Now I just have to add all the cool new features to the security system that I wrote down in the spec (back in october), and I’ll be done. Piece of cake.

Also feeling chuffed with myself for pulling two rabbits out of thin air today: created a patch/workaround for a security bug in our web product (it’s gonna be so good to ditch that pile of VB and ASP code) that means we won’t lose a large contract, and also fixed an old bug in our current release that our danish partners were losing sleep over.

Add comment January 21st, 2005

Intuitive UI

Intuitive User Interface design article by Jared Spool.

I’m with Jef Raskin on this - there is no such thing as “intuitive”. There is familiar and unfamiliar. Affordances can make the unfamiliar understandable, but that does not make it intuitive.

Add comment January 16th, 2005

Secure E-mail that Everyone Can Use

Ciphire is an zero, invisible-ui crypto client.

It works by keeping all the certs in a central location. The central certificate store has triple-redundant-backups around the globe, so it should take quite a bit to knock it out. It seems to be a good, solid implementation of the invisible-crypto idea. PGP/GPG can use central stores too, such as the MIT keyserver, so again it’s nothing new, but it’s well implemented.
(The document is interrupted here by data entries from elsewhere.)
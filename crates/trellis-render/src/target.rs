//! The drawing surface contract.
//!
//! Cell renderers never produce pixels themselves; they describe what to draw
//! through [`RenderTarget`]. A host backs the trait with a real surface, or
//! with a [`DisplayList`](crate::DisplayList) to replay later.
//!
//! # State Stack
//!
//! Targets keep a save/restore stack that includes the clip region. Every
//! `save` must be paired with a `restore`:
//!
//! ```
//! use trellis_render::{DisplayList, Rect, RenderTarget};
//!
//! let mut target = DisplayList::new();
//! target.save();
//! target.clip_rect(Rect::new(0, 0, 100, 20));
//! target.draw_focus(Rect::new(2, 2, 50, 16));
//! target.restore();
//! assert!(target.finish().is_ok());
//! ```

use crate::types::{Color, Rect};

/// Appearance of a check or radio indicator.
#[derive(Debug, Clone, Copy, PartialEq, Eq, Default)]
pub struct CheckMark {
    /// The indicator is checked.
    pub active: bool,
    /// The indicator shows the mixed state.
    pub inconsistent: bool,
    /// Draw as a radio button instead of a check box.
    pub radio: bool,
}

/// Visual state used to pick colors when drawing a cell.
#[derive(Debug, Clone, Copy, PartialEq, Eq, Default)]
pub struct PaintState {
    /// The cell is insensitive and drawn dimmed.
    pub insensitive: bool,
    /// The row is selected.
    pub selected: bool,
    /// The pointer is over the row.
    pub prelight: bool,
    /// The cell holds keyboard focus.
    pub focused: bool,
}

/// The 2D drawing interface offered to cell renderers.
pub trait RenderTarget {
    /// Push the current state (clip) onto the stack.
    fn save(&mut self);

    /// Pop the most recently saved state.
    fn restore(&mut self);

    /// Intersect the clip region with a rectangle.
    fn clip_rect(&mut self, rect: Rect);

    /// The current clip bounds, or `None` when unclipped.
    fn clip_bounds(&self) -> Option<Rect>;

    /// Fill a rectangle with a solid color.
    fn fill_rect(&mut self, rect: Rect, color: Color);

    /// Draw a single line of text inside `rect`.
    fn draw_text(&mut self, rect: Rect, text: &str, state: PaintState);

    /// Draw a check or radio indicator.
    fn draw_check(&mut self, rect: Rect, mark: CheckMark, state: PaintState);

    /// Draw the keyboard focus indicator around `rect`.
    fn draw_focus(&mut self, rect: Rect);
}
It also points out that getting crypto that the people will use is equivalent to deploying a global directory of users. Building a global directory turns out to be a hard problem. Using a centralized directory is an easy way to get started (ref Microsoft Passport), but I think in the long run this will need to work with the Liberty Alliance, which is working on distributed identity (another hard problem).

Add comment January 12th, 2005

Blog Upgrade

A new and improved site - the WordPress upgrade went fairly smoothly, only took an hour or so to get all the bits in place. The new WordPress looks great - much more polished UI. A lot nicer admin tools - comment spam filtering among other things. Hopefully I’ll be able to get the phone blogging stuff working now (i want to be able to mail entries and photos from my phone)
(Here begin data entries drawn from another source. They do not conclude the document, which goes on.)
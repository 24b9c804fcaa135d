use chrono::Local;
use log::{LevelFilter, Metadata, Record, SetLoggerError};
use std::collections::HashSet;
use std::io::{self, Write};
use std::sync::OnceLock;

/// Log topics accepted by `--debug-filter`.
pub const TOPICS: [&str; 5] = ["throw", "anim", "round", "match", "input"];

#[derive(Debug)]
struct JavelinLogger {
    level: LevelFilter,
    debug_filters: Option<HashSet<String>>,
}

/// Pull the number following `label` out of a message, e.g. "Round 3" -> 3.
fn number_after(message: &str, label: &str) -> Option<u32> {
    let start = message.find(label)? + label.len();
    let rest = &message[start..];
    let end = rest.find(|c: char| !c.is_ascii_digit()).unwrap_or(rest.len());
    rest[..end].parse().ok()
}

/// "[P1][R03] " style prefix built from whatever the message mentions.
fn context_prefix(message: &str) -> String {
    let mut context = String::new();
    if let Some(player) = number_after(message, "Player ") {
        context.push_str(&format!("[P{}]", player));
    }
    if let Some(round) = number_after(message, "Round ") {
        context.push_str(&format!("[R{:02}]", round));
    }
    if !context.is_empty() {
        context.push(' ');
    }
    context
}

impl log::Log for JavelinLogger {
    fn enabled(&self, metadata: &Metadata) -> bool {
        if metadata.level() > self.level {
            return false;
        }
        // Debug and trace output is limited to the selected topics
        match &self.debug_filters {
            Some(filters) if metadata.level() >= log::Level::Debug => {
                filters.contains(metadata.target())
                    || filters.iter().any(|f| metadata.target().starts_with(f.as_str()))
            }
            _ => true,
        }
    }

    fn log(&self, record: &Record) {
        if !self.enabled(record.metadata()) {
            return;
        }

        let level_color = match record.level() {
            log::Level::Error => "\x1B[31m", // Red
            log::Level::Warn => "\x1B[33m",  // Yellow
            log::Level::Info => "\x1B[32m",  // Green
            log::Level::Debug => "\x1B[36m", // Cyan
            log::Level::Trace => "\x1B[35m", // Magenta
        };
        let reset = "\x1B[0m";
        let timestamp = Local::now().format("%H:%M:%S%.3f");
        let message = record.args().to_string();

        let output = format!(
            "{timestamp} {level_color}{level:5}{reset} {context}{target}: {message}",
            level = record.level(),
            context = context_prefix(&message),
            target = record.target(),
        );

        // Nowhere left to report a failed stdout write
        let mut stdout = io::stdout().lock();
        let _ = writeln!(stdout, "{}", output);
        let _ = stdout.flush();
    }

    fn flush(&self) {
        let _ = io::stdout().flush();
    }
}

static LOGGER: OnceLock<JavelinLogger> = OnceLock::new();

/// Install the logger. `debug_filter` is a comma separated topic list.
pub fn init_logger(level: LevelFilter, debug_filter: Option<String>) -> Result<(), SetLoggerError> {
    let debug_filters = debug_filter.map(|filter_str| {
        filter_str
            .split(',')
            .map(|s| s.trim().to_string())
            .filter(|s| !s.is_empty())
            .collect::<HashSet<String>>()
    });

    let logger = LOGGER.get_or_init(|| JavelinLogger {
        level,
        debug_filters,
    });
    log::set_logger(logger).map(|()| log::set_max_level(level))
}

/// Parse a `--log-level` value, falling back to info.
pub fn parse_level(name: &str) -> LevelFilter {
    match name.to_lowercase().as_str() {
        "off" => LevelFilter::Off,
        "error" => LevelFilter::Error,
        "warn" => LevelFilter::Warn,
        "info" => LevelFilter::Info,
        "debug" => LevelFilter::Debug,
        "trace" => LevelFilter::Trace,
        _ => LevelFilter::Info,
    }
}

// Topic macros, filterable with --debug-filter
#[macro_export]
macro_rules! debug_throw {
    ($($arg:tt)*) => {
        log::debug!(target: "throw", $($arg)*)
    };
}

#[macro_export]
macro_rules! debug_anim {
    ($($arg:tt)*) => {
        log::debug!(target: "anim", $($arg)*)
    };
}

#[macro_export]
macro_rules! debug_round {
    ($($arg:tt)*) => {
        log::debug!(target: "round", $($arg)*)
    };
}

#[macro_export]
macro_rules! debug_match {
    ($($arg:tt)*) => {
        log::debug!(target: "match", $($arg)*)
    };
}

#[macro_export]
macro_rules! debug_input {
    ($($arg:tt)*) => {
        log::debug!(target: "input", $($arg)*)
    };
}

#[cfg(test)]
mod tests {
    use super::*;
    use log::Log;

    fn logger(level: LevelFilter, filter: Option<&[&str]>) -> JavelinLogger {
        JavelinLogger {
            level,
            debug_filters: filter.map(|f| f.iter().map(|s| s.to_string()).collect()),
        }
    }

    fn meta(level: log::Level, target: &str) -> Metadata<'_> {
        Metadata::builder().level(level).target(target).build()
    }

    #[test]
    fn test_context_prefix() {
        assert_eq!(context_prefix("Round 3: Player 2 recorded 70m"), "[P2][R03] ");
        assert_eq!(context_prefix("Player 1 throw started"), "[P1] ");
        assert_eq!(context_prefix("Match reset"), "");
    }

    #[test]
    fn test_level_gate() {
        let l = logger(LevelFilter::Info, None);
        assert!(l.enabled(&meta(log::Level::Warn, "match")));
        assert!(!l.enabled(&meta(log::Level::Debug, "match")));
    }

    #[test]
    fn test_topic_filter_only_limits_debug() {
        let l = logger(LevelFilter::Debug, Some(&["round", "anim"]));
        assert!(l.enabled(&meta(log::Level::Debug, "round")));
        assert!(l.enabled(&meta(log::Level::Debug, "anim")));
        assert!(!l.enabled(&meta(log::Level::Debug, "input")));
        assert!(l.enabled(&meta(log::Level::Info, "input")));
    }

    #[test]
    fn test_parse_level() {
        assert_eq!(parse_level("DEBUG"), LevelFilter::Debug);
        assert_eq!(parse_level("off"), LevelFilter::Off);
        assert_eq!(parse_level("bogus"), LevelFilter::Info);
    }
}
Add comment September 26th, 2004

ScriptUnit meets Visual Testing

Well, we need a user-interface testing tool at work, so I’m hacking away on ScriptUnit again. I’ve added some new words to its vocabulary, so now I can say

set w = GetWindow(”SuperOffice”)
w.Click(”\0\Contact\0\Main\Edit”)
Assert.IsFalse w.IsVisible(”\0\Contact\0\Main\Edit”)
w.Type(”\0\Contact\0\Main\1″, “A new name”)

and stuff like that. By using the window names and id’s to create a path-like string I can adress the windows without relying on mouse coordinates and the like. This should make testing the user interface a lot easier to automate.

I was worried I’d have to emulate the MouseMove and MouseButton Up/Down messages by hand, but it turns out Windows has a whole fake-the-user-input system already in place, easily accessible through the SendInput() function.

Add comment September 26th, 2004

ScriptUnit lives!

Finally it works well enough to show to people.
My little labor of love is complete - ScriptUnit lets you write unit tests in JScript or VBScript. If you have a COM API that needs unit tests, then this is a very handy tool. I’m planning on using this at work. Microsoft can get testers who can write C++ and C#. The rest of us have to make do with testers who can write VBScript.